BRIEF. Determine the number of lines in the entries below in which the word "name" appears, and reply with that number only.

WORKING DATA START

//! Category classification
//!
//! Maps a record's free-text category onto one of a template's canonical
//! buckets. Raw values arrive in inconsistent forms ("Red Wine",
//! "red_wine", "RED-WINE", "Rosé", "bourbon & rye"), so both sides are
//! normalized before comparison:
//!
//! 1. exact match of the normalized forms
//! 2. the most specific substring match: a whole key inside the value, then
//!    a key's significant word, then a short value inside a word; ties go
//!    to the earlier bucket
//! 3. the section's default bucket, if one is configured
//!
//! Anything still unmatched is excluded from output with a diagnostic.
//! Classification never fails the section.

use crate::model::MenuItemRecord;
use crate::section::{Bucket, BucketScheme, CategoryField, SectionConfig};
use tracing::warn;

/// Shortest word that takes part in substring matching
const MIN_MATCH_LEN: usize = 3;

/// Outcome of classifying one raw category value
#[derive(Debug, Clone, Copy, PartialEq, Eq)]
pub enum Classification {
    Exact(&'static Bucket),
    Partial(&'static Bucket),
    Defaulted(&'static Bucket),
    Unmatched,
}

impl Classification {
    pub fn bucket(self) -> Option<&'static Bucket> {
        match self {
            Classification::Exact(b) | Classification::Partial(b) | Classification::Defaulted(b) => {
                Some(b)
            }
            Classification::Unmatched => None,
        }
    }
}

/// Canonical comparison form of a category string
///
/// Lower-cases, folds common Latin diacritics, spells `&` as "and" and
/// collapses every run of separators (space, hyphen, underscore, other
/// punctuation) into a single hyphen.
pub fn normalize(raw: &str) -> String {
    let mut out = String::with_capacity(raw.len());
    let mut pending_separator = false;

    for ch in raw.trim().chars().flat_map(char::to_lowercase) {
        if ch == '&' {
            if !out.is_empty() {
                out.push('-');
            }
            out.push_str("and");
            pending_separator = true;
            continue;
        }

        let ch = fold_diacritic(ch);
        if ch.is_alphanumeric() {
            if pending_separator && !out.is_empty() {
                out.push('-');
            }
            pending_separator = false;
            out.push(ch);
        } else {
            pending_separator = true;
        }
    }

    out
}

fn fold_diacritic(ch: char) -> char {
    match ch {
        'à' | 'á' | 'â' | 'ã' | 'ä' | 'å' => 'a',
        'ç' => 'c',
        'è' | 'é' | 'ê' | 'ë' => 'e',
        'ì' | 'í' | 'î' | 'ï' => 'i',
        'ñ' => 'n',
        'ò' | 'ó' | 'ô' | 'õ' | 'ö' => 'o',
        'ù' | 'ú' | 'û' | 'ü' => 'u',
        'ý' | 'ÿ' => 'y',
        other => other,
    }
}

/// First token of a normalized key that is not one of the scheme's generic words
fn significant_word<'a>(normalized_key: &'a str, generic_words: &[&str]) -> &'a str {
    normalized_key
        .split('-')
        .find(|token| !token.is_empty() && !generic_words.contains(token))
        .unwrap_or(normalized_key)
}

/// How specifically a raw value matched a bucket; compared by tier, then length
#[derive(Debug, Clone, Copy, PartialEq, Eq, PartialOrd, Ord)]
struct MatchStrength {
    tier: u8,
    len: usize,
}

/// Substring match of a normalized raw value against one bucket
///
/// The whole key appearing in the value beats its significant word
/// appearing, which beats a short value appearing inside the word.
fn match_strength(normalized: &str, bucket: &Bucket, generic_words: &[&str]) -> Option<MatchStrength> {
    let key = normalize(bucket.key);
    if normalized.contains(key.as_str()) {
        return Some(MatchStrength { tier: 2, len: key.len() });
    }

    let mut word = significant_word(&key, generic_words);
    // Single letters ("g" of g-and-t) would match almost anything
    if word.chars().count() < MIN_MATCH_LEN {
        word = key.as_str();
    }
    if normalized.contains(word) {
        return Some(MatchStrength { tier: 1, len: word.len() });
    }
    if normalized.chars().count() >= MIN_MATCH_LEN && word.contains(normalized) {
        return Some(MatchStrength { tier: 0, len: normalized.len() });
    }
    None
}

/// Classify a raw category value against a bucket table
pub fn classify(
    raw: Option<&str>,
    scheme: &'static BucketScheme,
    default_bucket: Option<&'static Bucket>,
) -> Classification {
    let normalized = raw.map(normalize).unwrap_or_default();

    if !normalized.is_empty() {
        if let Some(bucket) = scheme
            .buckets
            .iter()
            .find(|b| normalize(b.key) == normalized)
        {
            return Classification::Exact(bucket);
        }

        let mut best: Option<(MatchStrength, &'static Bucket)> = None;
        for bucket in scheme.buckets {
            let Some(strength) = match_strength(&normalized, bucket, scheme.generic_words) else {
                continue;
            };
            if best.map_or(true, |(current, _)| strength > current) {
                best = Some((strength, bucket));
            }
        }
        if let Some((_, bucket)) = best {
            return Classification::Partial(bucket);
        }
    }

    match default_bucket {
        Some(bucket) => Classification::Defaulted(bucket),
        None => Classification::Unmatched,
    }
}

/// Raw category value of a record for the given field
pub fn raw_category(record: &MenuItemRecord, field: CategoryField) -> Option<&str> {
    match field {
        CategoryField::Category => record.category.as_deref(),
        CategoryField::SubCategory => record.sub_category.as_deref(),
        CategoryField::BeerType => record.beer_type.as_deref(),
    }
}

/// Items grouped under one bucket, in display order
#[derive(Debug, Clone)]
pub struct BucketGroup {
    pub bucket: &'static Bucket,
    pub records: Vec<MenuItemRecord>,
}

/// Group a section's records into its buckets, in canonical bucket order
///
/// Records keep their source order within a bucket unless the scheme sorts
/// alphabetically, in which case a stable sort on the display title is used.
/// Unclassifiable records are dropped with a warning.
pub fn group_by_bucket(
    records: Vec<MenuItemRecord>,
    section: &SectionConfig,
    language: &str,
) -> Vec<BucketGroup> {
    let Some(scheme) = section.template.bucket_scheme() else {
        return Vec::new();
    };

    let mut groups: Vec<BucketGroup> = scheme
        .buckets
        .iter()
        .map(|bucket| BucketGroup {
            bucket,
            records: Vec::new(),
        })
        .collect();

    for record in records {
        let raw = raw_category(&record, scheme.field);
        match classify(raw, scheme, section.default_bucket) {
            Classification::Unmatched => {
                warn!(
                    section = %section.name,
                    item_id = %record.id,
                    category = ?raw,
                    "Record has an unknown category, excluding it"
                );
            }
            classification => {
                if let Classification::Defaulted(bucket) = classification {
                    warn!(
                        section = %section.name,
                        item_id = %record.id,
                        category = ?raw,
                        bucket = bucket.key,
                        "Record has an unknown category, using default bucket"
                    );
                }
                if let Some(bucket) = classification.bucket() {
                    if let Some(group) = groups.iter_mut().find(|g| g.bucket.key == bucket.key) {
                        group.records.push(record);
                    }
                }
            }
        }
    }

    if scheme.alphabetical {
        for group in &mut groups {
            group.records.sort_by_cached_key(|r| {
                r.display_title(language)
                    .map(str::to_lowercase)
                    .unwrap_or_default()
            });
        }
    }

    groups
}

#[cfg(test)]
mod tests {
    use super::*;
    use crate::section::Template;
    use serde_json::json;

    fn wine() -> &'static BucketScheme {
        Template::Wine.bucket_scheme().unwrap()
    }

    fn spirits() -> &'static BucketScheme {
        Template::SpiritVariant.bucket_scheme().unwrap()
    }

    #[test]
    fn test_normalize_separators_and_case() {
        assert_eq!(normalize("Red Wine"), "red-wine");
        assert_eq!(normalize("red_wine"), "red-wine");
        assert_eq!(normalize("RED-WINE"), "red-wine");
        assert_eq!(normalize("  red  --  wine "), "red-wine");
    }

    #[test]
    fn test_normalize_ampersand_and_diacritics() {
        assert_eq!(normalize("G&T"), "g-and-t");
        assert_eq!(normalize("bourbon & rye"), "bourbon-and-rye");
        assert_eq!(normalize("Rosé"), "rose");
    }

    #[test]
    fn test_variants_classify_identically() {
        for raw in ["Red Wine", "red_wine", "RED-WINE", "red-wine"] {
            let result = classify(Some(raw), wine(), None);
            assert_eq!(result, Classification::Exact(wine().bucket("red-wine").unwrap()), "{raw}");
        }
    }

    #[test]
    fn test_substring_match_on_significant_word() {
        let result = classify(Some("Rosé"), wine(), None);
        assert_eq!(result, Classification::Partial(wine().bucket("rose-wine").unwrap()));
    }

    #[test]
    fn test_white_wine_with_space() {
        let result = classify(Some("white wine"), wine(), None);
        assert_eq!(result.bucket().map(|b| b.key), Some("white-wine"));
    }

    #[test]
    fn test_spirit_schema_values_map_to_keys() {
        assert_eq!(classify(Some("spiced rum"), spirits(), None).bucket().map(|b| b.key), Some("spiced-rum"));
        assert_eq!(
            classify(Some("bourbon & rye"), spirits(), None).bucket().map(|b| b.key),
            Some("bourbon-rye")
        );
        assert_eq!(
            classify(Some("greek spirits"), spirits(), None).bucket().map(|b| b.key),
            Some("greek-spirits")
        );
    }

    #[test]
    fn test_longer_key_wins_over_generic_one() {
        let result = classify(Some("Spiced Rum Reserve"), spirits(), None);
        assert_eq!(result, Classification::Partial(spirits().bucket("spiced-rum").unwrap()));

        let result = classify(Some("Aged Rum"), spirits(), None);
        assert_eq!(result.bucket().map(|b| b.key), Some("rum"));

        let result = classify(Some("Single Malt Scotch Whiskey"), spirits(), None);
        assert_eq!(result.bucket().map(|b| b.key), Some("scotch-whiskey"));
    }

    #[test]
    fn test_short_raw_value_contained_in_key() {
        let cocktails = Template::CategorizedCocktail.bucket_scheme().unwrap();
        let result = classify(Some("classic"), cocktails, None);
        assert_eq!(result.bucket().map(|b| b.key), Some("classics"));
    }

    #[test]
    fn test_single_letter_word_needs_full_key() {
        let cocktails = Template::CategorizedCocktail.bucket_scheme().unwrap();
        assert_eq!(classify(Some("margaritas"), cocktails, None), Classification::Unmatched);
        assert_eq!(classify(Some("G & T"), cocktails, None).bucket().map(|b| b.key), Some("g-and-t"));
    }

    #[test]
    fn test_unmatched_without_default() {
        assert_eq!(classify(Some("orange wine"), wine(), None), Classification::Unmatched);
        assert_eq!(classify(None, wine(), None), Classification::Unmatched);
        assert_eq!(classify(Some("   "), wine(), None), Classification::Unmatched);
    }

    #[test]
    fn test_unmatched_with_default() {
        let default = wine().bucket("white-wine");
        let result = classify(Some("orange wine"), wine(), default);
        assert_eq!(result, Classification::Defaulted(default.unwrap()));
    }

    #[test]
    fn test_group_drops_unknown_and_keeps_order() {
        let section = SectionConfig::new("wine", "data-liri-wine", "wineItem", Template::Wine);
        let records: Vec<MenuItemRecord> = vec![
            json!({"_id": "1", "title": {"en": "Agiorgitiko"}, "subCategory": "red-wine"}),
            json!({"_id": "2", "title": {"en": "Assyrtiko"}, "subCategory": "white wine"}),
            json!({"_id": "3", "title": {"en": "Mystery"}, "subCategory": "orange"}),
            json!({"_id": "4", "title": {"en": "Xinomavro"}, "subCategory": "Red Wine"}),
        ]
        .into_iter()
        .map(|v| serde_json::from_value(v).unwrap())
        .collect();

        let groups = group_by_bucket(records, &section, "en");
        let keys: Vec<_> = groups.iter().map(|g| g.bucket.key).collect();
        assert_eq!(keys, vec!["sparkling-wine", "white-wine", "rose-wine", "red-wine"]);

        let red: Vec<_> = groups[3].records.iter().map(|r| r.id.as_str()).collect();
        assert_eq!(red, vec!["1", "4"]);
        assert_eq!(groups[1].records.len(), 1);
        let total: usize = groups.iter().map(|g| g.records.len()).sum();
        assert_eq!(total, 3);
    }

    #[test]
    fn test_spirits_sorted_alphabetically_stable() {
        let section = SectionConfig::new("spirits", "data-liri-spirits", "spiritItem", Template::SpiritVariant);
        let records: Vec<MenuItemRecord> = vec![
            json!({"_id": "1", "title": {"en": "Tanqueray"}, "subCategory": "gin"}),
            json!({"_id": "2", "title": {"en": "bombay"}, "subCategory": "gin"}),
            json!({"_id": "3", "title": {"en": "Hendrick's"}, "subCategory": "gin"}),
            json!({"_id": "4", "title": {"en": "Bombay"}, "subCategory": "gin"}),
        ]
        .into_iter()
        .map(|v| serde_json::from_value(v).unwrap())
        .collect();

        let groups = group_by_bucket(records, &section, "en");
        let gin = groups.iter().find(|g| g.bucket.key == "gin").unwrap();
        let ids: Vec<_> = gin.records.iter().map(|r| r.id.as_str()).collect();
        assert_eq!(ids, vec!["2", "4", "3", "1"]);
    }
}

WORKING DATA END

TASK SOLUTION. 2